(Saved entries)
┌──
#[derive(Debug, thiserror::Error, Clone, Copy, PartialEq, Eq)]
pub enum TradeError {
    #[error("cannot trade with yourself")]
    SelfTrade,
    #[error("already_in_trade")]
    AlreadyInTrade,
    #[error("player_busy")]
    PlayerBusy,
    #[error("rate_limited")]
    RateLimited,
    #[error("session not found")]
    NotFound,
    #[error("recipient mismatch")]
    RecipientMismatch,
    #[error("session expired")]
    Expired,
    #[error("invalid trade state for this operation")]
    InvalidState,
    #[error("invalid slot index")]
    InvalidSlot,
    #[error("invalid quantity")]
    InvalidQuantity,
    #[error("INVENTORY_FULL")]
    InventoryFull,
    #[error("not a participant in this session")]
    NotParticipant,
}

#[derive(Debug, Clone, Copy, PartialEq, Eq, serde::Serialize, serde::Deserialize)]
#[serde(rename_all = "snake_case")]
pub enum TradeStatus {
    Pending,
    Active,
    Confirming,
    Completed,
    Cancelled,
}

#[derive(Debug, Clone, Copy, PartialEq, Eq)]
pub enum CancelReason {
    Declined,
    Timeout,
    Disconnected,
    PlayerDied,
    ServerError,
    Cancelled,
}

impl CancelReason {
    pub fn as_str(self) -> &'static str {
        match self {
            CancelReason::Declined => "declined",
            CancelReason::Timeout => "timeout",
            CancelReason::Disconnected => "disconnected",
            CancelReason::PlayerDied => "player_died",
            CancelReason::ServerError => "server_error",
            CancelReason::Cancelled => "cancelled",
        }
    }
}

/// An item offered into a trade slot.
#[derive(Debug, Clone, PartialEq)]
pub struct OfferedItem {
    pub slot: usize,
    pub item_id: String,
    pub quantity: u32,
}

#[derive(Debug, Clone)]
pub struct TradeParticipant {
    pub player_id: PlayerId,
    pub player_name: String,
    pub socket_id: usize,
    pub offered_items: Vec<OfferedItem>,
    pub accepted: bool,
}

impl TradeParticipant {
    fn new(player_id: PlayerId, player_name: String, socket_id: usize) -> Self {
        Self { player_id, player_name, socket_id, offered_items: Vec::new(), accepted: false }
    }

    fn next_free_slot(&self) -> Option<usize> {
        (0..MAX_TRADE_SLOTS).find(|slot| !self.offered_items.iter().any(|i| i.slot == *slot))
    }
}

#[derive(Debug, Clone)]
pub struct TradeSession {
    pub id: String,
    pub status: TradeStatus,
    pub initiator: TradeParticipant,
    pub recipient: TradeParticipant,
    pub created_at_ms: u64,
    pub expires_at_ms: u64,
    pub last_activity_ms: u64,
}

impl TradeSession {
    fn participant_mut(&mut self, player_id: PlayerId) -> Option<&mut TradeParticipant> {
        if self.initiator.player_id == player_id {
            Some(&mut self.initiator)
        } else if self.recipient.player_id == player_id {
            Some(&mut self.recipient)
        } else {
            None
        }
    }

    fn counterpart_mut(&mut self, player_id: PlayerId) -> Option<&mut TradeParticipant> {
        if self.initiator.player_id == player_id {
            Some(&mut self.recipient)
        } else if self.recipient.player_id == player_id {
            Some(&mut self.initiator)
        } else {
            None
        }
    }

    pub fn is_participant(&self, player_id: PlayerId) -> bool {
        self.initiator.player_id == player_id || self.recipient.player_id == player_id
    }
}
└──
One number is the expected answer: the count of lines above that hold the word "PlayerDied".

2